Turning Away From the Suicide Economy
“Rule by global corporations and financial speculators engaged in the single-minded pursuit of money is destroying communities, cultures, and natural systems everywhere on the planet,” David Korten explains. But this suicide economy, in which the wealthy few monopolize the planet's resources, is not the only possibility. We could have living economies based on local businesses, both for-profit and nonprofit, owned by people who have direct stakes in the impacts the businesses create, giving them an incentive to make their impacts positive. Our lives could be dramatically different if they were dominated not by unaccountable mega-conglomerates, but shaped around creating real wealth for ourselves and those around us.
Where might you start creating these economies? What percentage of your spending, investing, and time could you shift to the living economy? What helps make that possible? What makes that difficult?
Which local businesses already exist that are trying to pay living wages, practice sustainability, and foster community? How might you participate in efforts to support these businesses?
What economic and political decisions can you make to shift toward a local living economy and withdraw resources from the suicide economy?
Sustaining a Region
Appalachia has been exploited by resource-extractive industry for centuries. But with tobacco farming in decline and timber and mining companies downsizing and exporting jobs, the region needed alternatives. Appalachian Sustainable Development has been working to pull the many elements of a new economy together —organic farmers, local supermarkets to sell the produce, a local label to alert customers of what produce is local and organic, a kitchen incubator to create value-added products made from local produce, and a sustainable forestry program.
What are the economic actors in your region that you'd like to see phased out or transformed? What might take their places?
What resources are available to you to be drawn into a local, sustainable economy with living wage jobs? What strengths exist in your community? How might they be supported and linked? What is missing from your region and how might it be supplied?
How might the economy of your region rely on the qualities of its land and ecosystems? What would it take for there to be livelihoods available that tapped the creativity, interests, and strengths of your community? What would it take to make these livelihoods rewarding?
Creating a Jubilee
Economic inequality arises in nearly every culture and once there it tends to widen, leading to political inequality.

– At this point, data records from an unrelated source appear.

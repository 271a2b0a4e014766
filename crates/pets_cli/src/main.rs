//! CLI smoke entry point.
//!
//! # Responsibility
//! - Start core logging, open the pet store once, insert the sample pet and
//!   print the catalog.
//! - Keep output deterministic for quick local sanity checks.
//!
//! Usage: `pets_cli [DB_PATH] [LOG_DIR]`. Without a path the store is
//! in-memory; without a log dir logs go to `<temp>/pets-logs`.

use pets_core::{
    default_log_level, init_logging, Address, Gender, LoggingError, NewPet, PetProvider,
    PetQuery, PetStore, SqlitePetRepository,
};
use std::ffi::OsString;
use std::path::PathBuf;
use std::process::ExitCode;

const DEFAULT_LOG_DIR_NAME: &str = "pets-logs";

#[derive(Debug, PartialEq, Eq)]
struct CliArgs {
    db_path: Option<PathBuf>,
    log_dir: PathBuf,
}

fn main() -> ExitCode {
    println!("pets_core version={}", pets_core::core_version());

    let args = match parse_args(std::env::args_os().skip(1)) {
        Ok(args) => args,
        Err(err) => {
            eprintln!("error: cannot resolve working directory: {err}");
            return ExitCode::FAILURE;
        }
    };

    if let Err(err) = start_logging(&args) {
        eprintln!("error: {err}");
        return ExitCode::FAILURE;
    }

    let store = match args.db_path {
        Some(path) => PetStore::file(path),
        None => PetStore::in_memory(),
    };

    match run(&store) {
        Ok(()) => ExitCode::SUCCESS,
        Err(err) => {
            eprintln!("error: {err}");
            ExitCode::FAILURE
        }
    }
}

fn parse_args(mut args: impl Iterator<Item = OsString>) -> std::io::Result<CliArgs> {
    let db_path = args.next().map(PathBuf::from);
    let log_dir = match args.next().map(PathBuf::from) {
        Some(dir) if dir.is_absolute() => dir,
        Some(dir) => std::env::current_dir()?.join(dir),
        None => std::env::temp_dir().join(DEFAULT_LOG_DIR_NAME),
    };
    Ok(CliArgs { db_path, log_dir })
}

fn start_logging(args: &CliArgs) -> Result<(), LoggingError> {
    let log_dir = args.log_dir.to_string_lossy();
    init_logging(default_log_level(), &log_dir)
}

fn run(store: &PetStore) -> Result<(), Box<dyn std::error::Error>> {
    let provider = PetProvider::new(SqlitePetRepository::new(store));
    let catalog = Address::collection();

    let sample = NewPet::new("Toto", 7)
        .with_breed("Terrier")
        .with_gender(Gender::Male);
    let created = provider.insert(&catalog, &sample)?;
    println!("inserted {created}");

    for row in provider.query(&catalog, &PetQuery::default())? {
        println!("{}", serde_json::to_string(&row)?);
    }

    Ok(())
}

#[cfg(test)]
mod tests {
    use super::{parse_args, run, start_logging, CliArgs, DEFAULT_LOG_DIR_NAME};
    use pets_core::{default_log_level, logging_status, PetStore};
    use std::ffi::OsString;
    use std::path::PathBuf;
    use std::time::{SystemTime, UNIX_EPOCH};

    fn unique_temp_dir(suffix: &str) -> PathBuf {
        let nanos = SystemTime::now()
            .duration_since(UNIX_EPOCH)
            .unwrap()
            .as_nanos();
        std::env::temp_dir().join(format!(
            "pets-cli-{suffix}-{}-{nanos}",
            std::process::id()
        ))
    }

    #[test]
    fn parse_args_defaults_to_memory_store_and_temp_log_dir() {
        let args = parse_args(std::iter::empty()).unwrap();
        assert_eq!(
            args,
            CliArgs {
                db_path: None,
                log_dir: std::env::temp_dir().join(DEFAULT_LOG_DIR_NAME),
            }
        );
    }

    #[test]
    fn parse_args_resolves_relative_log_dir() {
        let args = parse_args(
            [OsString::from("pets.db"), OsString::from("logs")].into_iter(),
        )
        .unwrap();
        assert_eq!(args.db_path, Some(PathBuf::from("pets.db")));
        assert!(args.log_dir.is_absolute());
        assert!(args.log_dir.ends_with("logs"));
    }

    #[test]
    fn start_logging_installs_core_logger_before_store_use() {
        let log_dir = unique_temp_dir("logs");
        let args = CliArgs {
            db_path: None,
            log_dir: log_dir.clone(),
        };

        start_logging(&args).unwrap();
        start_logging(&args).unwrap();

        let (level, dir) = logging_status().unwrap();
        assert_eq!(level, default_log_level());
        assert_eq!(dir, log_dir);

        run(&PetStore::in_memory()).unwrap();
    }
}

The Mosaic and pre-Mosaic tradition dealt with this problem through the Jubilee—every 50 years, debts were canceled, land returned to its original owners, and debt slaves freed—based on the notion that a society cannot persist when inequality grows too wide. Our own culture is now faced with dramatically widening inequality that allows tremendous political access to the few while disenfranchising and disheartening the many and undermining the legitimacy of government.
What elements of the ancient tradition of the Jubilee might be resurrected now? Consider Enron's bankruptcy, as well as the growing number of bankruptcies among ordinary Americans, and the debt of the Third World. When and how should debts be written off?

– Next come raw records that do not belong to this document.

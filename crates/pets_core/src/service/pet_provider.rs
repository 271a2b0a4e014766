//! Address-routed pet provider.
//!
//! # Responsibility
//! - Route query/insert/update/delete requests by [`Address`] shape.
//! - Scope item-address requests to the addressed identifier.
//! - Report addressing, validation and store failures distinctly.
//!
//! # Invariants
//! - Unrecognized addresses fail before validation or any store access.
//! - Item addresses always override caller-supplied selections.
//! - Zero affected rows is a successful outcome, never an error.

use crate::model::address::{Address, Route};
use crate::model::contract::{CONTENT_ITEM_TYPE, CONTENT_LIST_TYPE};
use crate::model::pet::{NewPet, Pet, PetPatch, PetValidationError};
use crate::repo::pet_repo::{PetQuery, PetRepository, PetRows, RepoError, Selection};
use log::{error, info, warn};
use std::error::Error;
use std::fmt::{Display, Formatter};

pub type ProviderResult<T> = Result<T, ProviderError>;

/// Address shape not accepted by the requested operation.
#[derive(Debug, Clone, PartialEq, Eq)]
pub enum AddressError {
    /// Address is outside the pet contract.
    Unrecognized(Address),
    /// Address is valid but the operation does not apply to its shape.
    Unsupported {
        operation: &'static str,
        address: Address,
    },
}

impl Display for AddressError {
    fn fmt(&self, f: &mut Formatter<'_>) -> std::fmt::Result {
        match self {
            Self::Unrecognized(address) => write!(f, "unknown address {address}"),
            Self::Unsupported { operation, address } => {
                write!(f, "{operation} is not supported for {address}")
            }
        }
    }
}

impl Error for AddressError {}

/// Provider-level error surfaced to presentation callers.
#[derive(Debug)]
pub enum ProviderError {
    Addressing(AddressError),
    Validation(PetValidationError),
    Store(RepoError),
}

impl ProviderError {
    /// Stable short code used in log events.
    pub fn code(&self) -> &'static str {
        match self {
            Self::Addressing(_) => "addressing",
            Self::Validation(_) => "validation",
            Self::Store(_) => "store",
        }
    }
}

impl Display for ProviderError {
    fn fmt(&self, f: &mut Formatter<'_>) -> std::fmt::Result {
        match self {
            Self::Addressing(err) => write!(f, "{err}"),
            Self::Validation(err) => write!(f, "{err}"),
            Self::Store(err) => write!(f, "{err}"),
        }
    }
}

impl Error for ProviderError {
    fn source(&self) -> Option<&(dyn Error + 'static)> {
        match self {
            Self::Addressing(err) => Some(err),
            Self::Validation(err) => Some(err),
            Self::Store(err) => Some(err),
        }
    }
}

impl From<AddressError> for ProviderError {
    fn from(value: AddressError) -> Self {
        Self::Addressing(value)
    }
}

impl From<PetValidationError> for ProviderError {
    fn from(value: PetValidationError) -> Self {
        Self::Validation(value)
    }
}

impl From<RepoError> for ProviderError {
    fn from(value: RepoError) -> Self {
        match value {
            RepoError::Validation(err) => Self::Validation(err),
            other => Self::Store(other),
        }
    }
}

/// Result of the editor's insert-or-update flow.
#[derive(Debug, Clone, PartialEq, Eq)]
pub enum SaveOutcome {
    /// A new pet was created at this address.
    Inserted(Address),
    /// An existing pet was updated; `0` means the pet no longer exists.
    Updated(usize),
}

/// Route/validate front end over a pet repository.
pub struct PetProvider<R: PetRepository> {
    repo: R,
}

impl<R: PetRepository> PetProvider<R> {
    pub fn new(repo: R) -> Self {
        Self { repo }
    }

    /// Returns the content type for `address`.
    pub fn get_type(&self, address: &Address) -> ProviderResult<&'static str> {
        match address.route() {
            Route::Collection => Ok(CONTENT_LIST_TYPE),
            Route::Item(_) => Ok(CONTENT_ITEM_TYPE),
            Route::Unrecognized => Err(unrecognized(address)),
        }
    }

    /// Reads pets addressed by `address`.
    ///
    /// For item addresses the selection is replaced by an identifier match;
    /// projection and ordering are kept.
    pub fn query(&self, address: &Address, query: &PetQuery) -> ProviderResult<PetRows> {
        let result = self.query_inner(address, query);
        match &result {
            Ok(rows) => info!(
                "event=pet_query module=provider status=ok route={} rows={}",
                route_label(address),
                rows.len()
            ),
            Err(err) => log_failure("pet_query", err),
        }
        result
    }

    fn query_inner(&self, address: &Address, query: &PetQuery) -> ProviderResult<PetRows> {
        match address.route() {
            Route::Collection => Ok(self.repo.query_pets(query)?),
            Route::Item(id) => {
                let scoped = PetQuery {
                    selection: Some(Selection::by_id(id)),
                    ..query.clone()
                };
                Ok(self.repo.query_pets(&scoped)?)
            }
            Route::Unrecognized => Err(unrecognized(address)),
        }
    }

    /// Creates a pet and returns its item address.
    ///
    /// Only the collection address accepts inserts.
    pub fn insert(&self, address: &Address, pet: &NewPet) -> ProviderResult<Address> {
        let result = match address.route() {
            Route::Collection => self
                .repo
                .insert_pet(pet)
                .map(Address::item)
                .map_err(ProviderError::from),
            Route::Item(_) => Err(unsupported("insert", address)),
            Route::Unrecognized => Err(unrecognized(address)),
        };

        match &result {
            Ok(created) => info!(
                "event=pet_insert module=provider status=ok pet_id={}",
                created.pet_id().unwrap_or_default()
            ),
            Err(err) => log_failure("pet_insert", err),
        }
        result
    }

    /// Applies `patch` to the addressed pets and returns the changed count.
    ///
    /// `selection` only applies to the collection address; `None` there
    /// targets every pet.
    pub fn update(
        &self,
        address: &Address,
        patch: &PetPatch,
        selection: Option<&Selection>,
    ) -> ProviderResult<usize> {
        let result = match address.route() {
            Route::Collection => self
                .repo
                .update_pets(patch, selection)
                .map_err(ProviderError::from),
            Route::Item(id) => self
                .repo
                .update_pets(patch, Some(&Selection::by_id(id)))
                .map_err(ProviderError::from),
            Route::Unrecognized => Err(unrecognized(address)),
        };

        match &result {
            Ok(changed) => info!(
                "event=pet_update module=provider status=ok route={} fields={} changed={}",
                route_label(address),
                patch.len(),
                changed
            ),
            Err(err) => log_failure("pet_update", err),
        }
        result
    }

    /// Removes the addressed pets and returns the removed count.
    pub fn delete(&self, address: &Address, selection: Option<&Selection>) -> ProviderResult<usize> {
        let result = match address.route() {
            Route::Collection => self
                .repo
                .delete_pets(selection)
                .map_err(ProviderError::from),
            Route::Item(id) => self
                .repo
                .delete_pets(Some(&Selection::by_id(id)))
                .map_err(ProviderError::from),
            Route::Unrecognized => Err(unrecognized(address)),
        };

        match &result {
            Ok(removed) => info!(
                "event=pet_delete module=provider status=ok route={} removed={}",
                route_label(address),
                removed
            ),
            Err(err) => log_failure("pet_delete", err),
        }
        result
    }

    /// Loads one full pet by item address.
    pub fn get_pet(&self, address: &Address) -> ProviderResult<Option<Pet>> {
        match address.route() {
            Route::Item(_) => {}
            Route::Collection => return Err(unsupported("get", address)),
            Route::Unrecognized => return Err(unrecognized(address)),
        }

        let mut rows = self.query(address, &PetQuery::default())?;
        Ok(rows.next().and_then(|row| row.into_pet()))
    }

    /// Editor save flow: inserts on the collection address, replaces every
    /// editable field on an item address.
    ///
    /// Name and breed are trimmed first; a blank breed is stored as absent.
    pub fn save_pet(&self, address: &Address, pet: &NewPet) -> ProviderResult<SaveOutcome> {
        let pet = &NewPet {
            name: pet.name.trim().to_string(),
            breed: pet
                .breed
                .as_deref()
                .map(str::trim)
                .filter(|breed| !breed.is_empty())
                .map(str::to_string),
            gender: pet.gender,
            weight: pet.weight,
        };

        match address.route() {
            Route::Collection => self.insert(address, pet).map(SaveOutcome::Inserted),
            Route::Item(_) => {
                let patch = PetPatch {
                    name: Some(pet.name.clone()),
                    breed: Some(pet.breed.clone()),
                    gender: Some(pet.gender),
                    weight: Some(pet.weight),
                };
                self.update(address, &patch, None).map(SaveOutcome::Updated)
            }
            Route::Unrecognized => {
                let err = unrecognized(address);
                log_failure("pet_save", &err);
                Err(err)
            }
        }
    }
}

fn unrecognized(address: &Address) -> ProviderError {
    ProviderError::Addressing(AddressError::Unrecognized(address.clone()))
}

fn unsupported(operation: &'static str, address: &Address) -> ProviderError {
    ProviderError::Addressing(AddressError::Unsupported {
        operation,
        address: address.clone(),
    })
}

fn route_label(address: &Address) -> &'static str {
    match address.route() {
        Route::Collection => "collection",
        Route::Item(_) => "item",
        Route::Unrecognized => "unrecognized",
    }
}

fn log_failure(event: &str, err: &ProviderError) {
    match err {
        ProviderError::Store(_) => error!(
            "event={} module=provider status=error error_code={} error={}",
            event,
            err.code(),
            err
        ),
        ProviderError::Addressing(_) | ProviderError::Validation(_) => warn!(
            "event={} module=provider status=rejected error_code={} error={}",
            event,
            err.code(),
            err
        ),
    }
}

How might we reconceive the ownership of land if we held to the Mosaic notion that “the land belongs to the Lord and you are only strangers and guests”?
In the passage inscribed on the Liberty Bell calling on us to “proclaim liberty throughout the land,” the word translated as “liberty” is deror, which refers to the liberation of debt slaves. What would it mean for us to conceive liberty as including freedom from debt and from extreme inequality?
Regaining Land—and Democracy
Despite Brazil's rank among the world's highest 10 GNPs and status as a major food exporter, tens of thousands of its people are hungry and impoverished. But after military rule ended in 1986, the Landless Workers Movement (MST) began pressing for transfer of land to the landless, pushing the new government for democracy, and creating new communities around cooperative principles and small farms. The poor not only gained land and sustenance, but a sense of themselves as powerful citizens. Instead of agribusiness growing crops for exports, the MST envisions an economy built by self-organizing communities growing their own food.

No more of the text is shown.